When do you decide to radically change a melody or write original music, as opposed to doing a relatively faithful rendition of a song?

Well, sometimes I’ve just written something — like “Short Life” on Bright Sunny South, for example, was music that I just came up with. I had that guitar part, and I was humming the melody in my head, then I brought in the words. Other times a melody from an old song gets stuck in my head first, but it’s more common that I come up with a guitar part. Then it’ll occur to me that there’s a melody that works — usually it’s something that’s been kicking around inside my head recently. It’s quite random, because sometimes it’s in the wrong key, and I have to change some of the notes. It grows symbiotically from there; both the music and the melody get moved around together.

You know, I’m not a folk-song expert. If we were sitting around and people started singing ballads and songs, I could do the songs from my albums, but I couldn’t sing you a stock of amazing old ballads. I’m not a “folk singer” in that sense. I’m learning these songs as part of my own compositional process. I’m a fiddle player — if we sat down at an Irish session, I could play you a thousand Irish tunes. I could sit here and play you Irish tunes all day. But I’m definitely not an expert in ballads or folk singing, and I’m not a folklorist. I love this world, but I listen to old ballads as an outsider. I listen to it the same way I listen to Miles Davis or something like that — it’s a deep listening experience, but it’s not something that I know a lot about.

The last thing I’d like to ask you is how the Kenny Wheeler collaboration came about.

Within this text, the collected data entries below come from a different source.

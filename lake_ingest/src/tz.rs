//! Timestamp parsing and formatting helpers.
//!
//! What this module provides:
//! - [`utc_from_micros`]: Interpret a UTC-microsecond event timestamp as a `DateTime<Utc>`,
//!   returning `None` outside chrono's representable range.
//! - [`parse_ts_to_utc`]: Parse RFC-3339 timestamps with an explicit offset and convert to UTC.
//! - [`to_rfc3339_millis`] / [`now_rfc3339`]: The text format used for every timestamp column
//!   in the manifest database.
//! - [`format_date`] / [`parse_date`]: `YYYY-MM-DD` text used for trading dates, both in the
//!   database and in partition paths.
//!
//! All database writes are RFC-3339 UTC strings; exchange-local time only appears when a
//! trading date is derived (see [`crate::trading_date`]).

use anyhow::Context;
use chrono::{DateTime, NaiveDate, Utc};

/// Date format used for trading dates everywhere on disk.
pub const DATE_FORMAT: &str = "%Y-%m-%d";

/// UTC microseconds since the Unix epoch -> `DateTime<Utc>`.
pub fn utc_from_micros(ts_us: i64) -> Option<DateTime<Utc>> {
    DateTime::<Utc>::from_timestamp_micros(ts_us)
}

/// RFC-3339 with offset -> UTC.
///
/// Example:
/// - "2024-03-10T09:30:00-05:00" -> "2024-03-10T14:30:00Z"
pub fn parse_ts_to_utc(s: &str) -> anyhow::Result<DateTime<Utc>> {
    let dt = DateTime::parse_from_rfc3339(s).with_context(|| format!("bad rfc3339: {s}"))?;
    Ok(dt.with_timezone(&Utc))
}

/// Format a UTC datetime as an RFC-3339 string with millisecond precision.
pub fn to_rfc3339_millis(dt: DateTime<Utc>) -> String {
    dt.to_rfc3339_opts(chrono::SecondsFormat::Millis, true)
}

/// Current wall-clock time in the manifest's text format.
pub fn now_rfc3339() -> String {
    to_rfc3339_millis(Utc::now())
}

/// `2024-01-15`
pub fn format_date(d: NaiveDate) -> String {
    d.format(DATE_FORMAT).to_string()
}

/// Inverse of [`format_date`].
pub fn parse_date(s: &str) -> anyhow::Result<NaiveDate> {
    NaiveDate::parse_from_str(s, DATE_FORMAT).with_context(|| format!("bad date: {s}"))
}

#[cfg(test)]
mod tests {
    use super::*;
    use chrono::TimeZone;

    #[test]
    fn parse_rfc3339_offset_to_utc() {
        let got = parse_ts_to_utc("2024-03-10T09:30:00-05:00").expect("parse");
        let want = Utc.with_ymd_and_hms(2024, 3, 10, 14, 30, 0).unwrap();
        assert_eq!(got, want);
    }

    #[test]
    fn micros_round_trip_through_rfc3339() {
        let ts_us = 1_705_300_200_123_000; // 2024-01-15T06:30:00.123Z
        let dt = utc_from_micros(ts_us).unwrap();
        assert_eq!(to_rfc3339_millis(dt), "2024-01-15T06:30:00.123Z");
        assert_eq!(dt.timestamp_micros(), ts_us);
    }

    #[test]
    fn micros_outside_chrono_range_is_none() {
        assert!(utc_from_micros(i64::MAX).is_none());
    }

    #[test]
    fn dates_use_iso_format() {
        let d = NaiveDate::from_ymd_opt(2024, 2, 29).unwrap();
        assert_eq!(format_date(d), "2024-02-29");
        assert_eq!(parse_date("2024-02-29").unwrap(), d);
        assert!(parse_date("29/02/2024").is_err());
    }
}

Well, I knew I wanted to have some other person appear on the album — some outside musical force. I really wanted Bonnie Raitt — I wanted her to play a slide guitar solo in the middle of one of the songs, because she’s such a fucking badass guitar player. She sent a very kind note saying she couldn’t do it. I think it was Chris who mentioned that Kenny Wheeler lived in London, and (probably as a joke) said to me: “We should call him up.” His 1975 album Gnu High, with Keith Jarrett and Jack DeJohnette on ECM, is one of our favorites. These musicians had very strong free-jazz backgrounds. They were playing melodically, but you can feel in the intensity of the timbre that they had that free-jazz thing behind them. So I got his number, and I was so nervous to call him. I got him on the phone, and I was kind of rambling on: “Hey, my name’s Sam and I sing folk songs, but I kind of change them around, and I’m doing this album for Nonesuch, and I play with Bill Frisell” — you know, just trying to make myself sound like somebody he wouldn’t hang up on. And he just cut in eventually: “When’s the date!? When is it!?” [said in a funny older man voice]

He’s in his early eighties. I think he’s basically retired, although he does still play around London occasionally. He moves quite slowly, and I wasn’t sure how it would go because trumpet is such a physical instrument, but as you can hear he was just shredding. It was hilarious — he was overdubbing his part [on “I Wish I Wish”], and we pressed play and he started playing and didn’t stop until the end, regardless of whether I was singing. He literally played the whole time, so we obviously needed to take a lot of it out. When I was listening to it, it was all very vibrato, out-of-time playing, so we thought we could move it around. But once we started carving it out, everything he did needed to stay where it was — it was perfect in its moment. If you heard the raw file of him playing, you might question whether he was listening, because he was playing right over the vocal. Yet his playing is so responsive to everything else that’s going on around it — he was definitely listening. He’s a really sweet guy.